Habituellement, il faut entre dix et quinze ans. La mise au point de ce vaccin a donc été très rapide, c’est une réalité. Pourquoi est-ce allé si vite ? Les deux premières phases constituent la recherche de la cible. Elles prennent normalement quatre à cinq ans. On les a zappées. On a, en effet, fait le pari (et rétrospectivement, on a eu raison) que le Sars-Cov-2 (Covid-19) avait la même protéine (Spike) que deux autres virus, déjà connus et étudiés, le Mers-CoV et le Sars-CoV. C’est cette protéine, que l’on connaît, que visent tous les vaccins contre le Covid-19.
Ensuite ?
Il y a habituellement quatre phases de développement. Phase 1 : on étudie l’efficacité de la molécule sur un faible nombre de volontaires. Phase 2 : on recherche la meilleure dose, celle qui aura le meilleur rapport bénéfice-risque, avec un peu plus de volontaires sains. Phase 3 : on teste l’efficacité du vaccin sur un grand nombre de patients (40 000 malades et un suivi d’au moins six mois pour 20 % d’entre eux). Ces trois phases sont habituellement faites successivement.
Là, parce qu’il y avait urgence, parce que de l’argent public a été mis sur la table en quantité, et parce qu’il y avait un très grand nombre de patients concernés disponibles (parce que c’est une épidémie mondiale), on a commencé les trois phases en même temps. Les industriels n’ont pas eu peur de s’engager dans la phase 3 sans connaître les résultats de la phase 1 puisqu’ils ne prenaient pas de risques financiers. On s’était préalablement assuré qu’il n’y avait pas de danger pour les patients. Au final, 200 vaccins ont ainsi commencé leur développement, mais 90 % l’ont arrêté parce qu’ils ne s’avéraient pas efficaces. Les vaccins retenus ont subi toutes les étapes classiques de mise au point et répondent donc à toutes les normes internationales de sécurité.
Et la phase 4 ?
Elle est toujours en cours et c’est normal car il s’agit de la pharmacovigilance : on suit les vaccins pour être sûr de ne pas voir apparaître d’effets secondaires qui n’ont pas pu être visibles lors des étapes d’enregistrement. Par exemple, des effets qui apparaîtraient tous les un million de vaccins. Cette phase a lieu pour tous les médicaments. Elle n’est pas spécifique à ces vaccins.
Les vaccins à ARN messager peuvent-ils changer notre génome ?
Non, impossible. Avec ce vaccin, on mime une maladie en injectant des molécules d’ARN dans l’organisme. Celui-ci croit que c’est un virus (en fait, c’est un leurre) et déclenche une réponse immunitaire.

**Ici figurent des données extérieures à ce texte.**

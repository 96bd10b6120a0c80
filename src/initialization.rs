//! Process-level initialization.
//!
//! Logger setup lives here so the binary and integration tests share one
//! code path.

use crate::error_handling::InitializationError;

/// Initializes the global logger at the given level.
///
/// # Errors
///
/// Returns [`InitializationError::LoggerError`] if a logger is already
/// installed.
pub fn init_logger(level: log::LevelFilter) -> Result<(), InitializationError> {
    env_logger::Builder::new()
        .filter_level(level)
        .try_init()
        .map_err(InitializationError::from)
}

Mais cet ARN ne peut s’intégrer dans notre génome car il faudrait des enzymes particulières que le virus n’a pas et que nous n’avons pas non plus. Par ailleurs, cet ARN, très fragile, reste très peu de temps dans l’organisme. Mais la réponse immunitaire, elle, perdure.
Les effets secondaires du vaccin sont-ils fréquents ?
Il y a des effets secondaires. Fièvre, maux de tête, fatigue, courbatures, 24 à 48 heures. Mais seulement 9 % de ces symptômes occasionnent un arrêt des activités quotidiennes. Et plus de 50 % des individus n’ont aucun de ces symptômes. Des effets secondaires graves ? Oui, mais excessivement rares : des thromboses veineuses particulières après le vaccin AstraZeneca et Johnson, dont la fréquence a été augmentée chez les individus de moins de 55 ans, mais pas après. Pour les vaccins à ARN ? Un doute persiste sur les myocardites, mais sans lien de causalité actuellement établi et une probabilité de survenue qui serait de toute façon excessivement faible : moins d’un cas sur un million de doses. Le rapport bénéfice-risque reste largement en faveur du vaccin.
La question vous agace ?
Disons qu’il me semble nécessaire, avant de parler des effets secondaires, de remettre les choses en perspective : le Covid-19 a tué plus de 3 millions de personnes dans le monde, plus de 110 000 en France. Après un Covid, il existe très souvent (un cas sur dix) des symptômes persistants ( Covid long) qui impactent très longtemps la qualité de vie des malades. Après le Covid, on multiplie, par exemple, de 4 à 8 les risques d’infarctus ou d’AVC dans les six mois qui suivent, même chez des patients qui n’avaient aucun problème de santé auparavant. On sait aussi que le Covid a entraîné des restrictions sanitaires très importantes, qui ont eu des conséquences dramatiques notamment pour les enfants, les étudiants. C’est une maladie gravissime et très fréquente.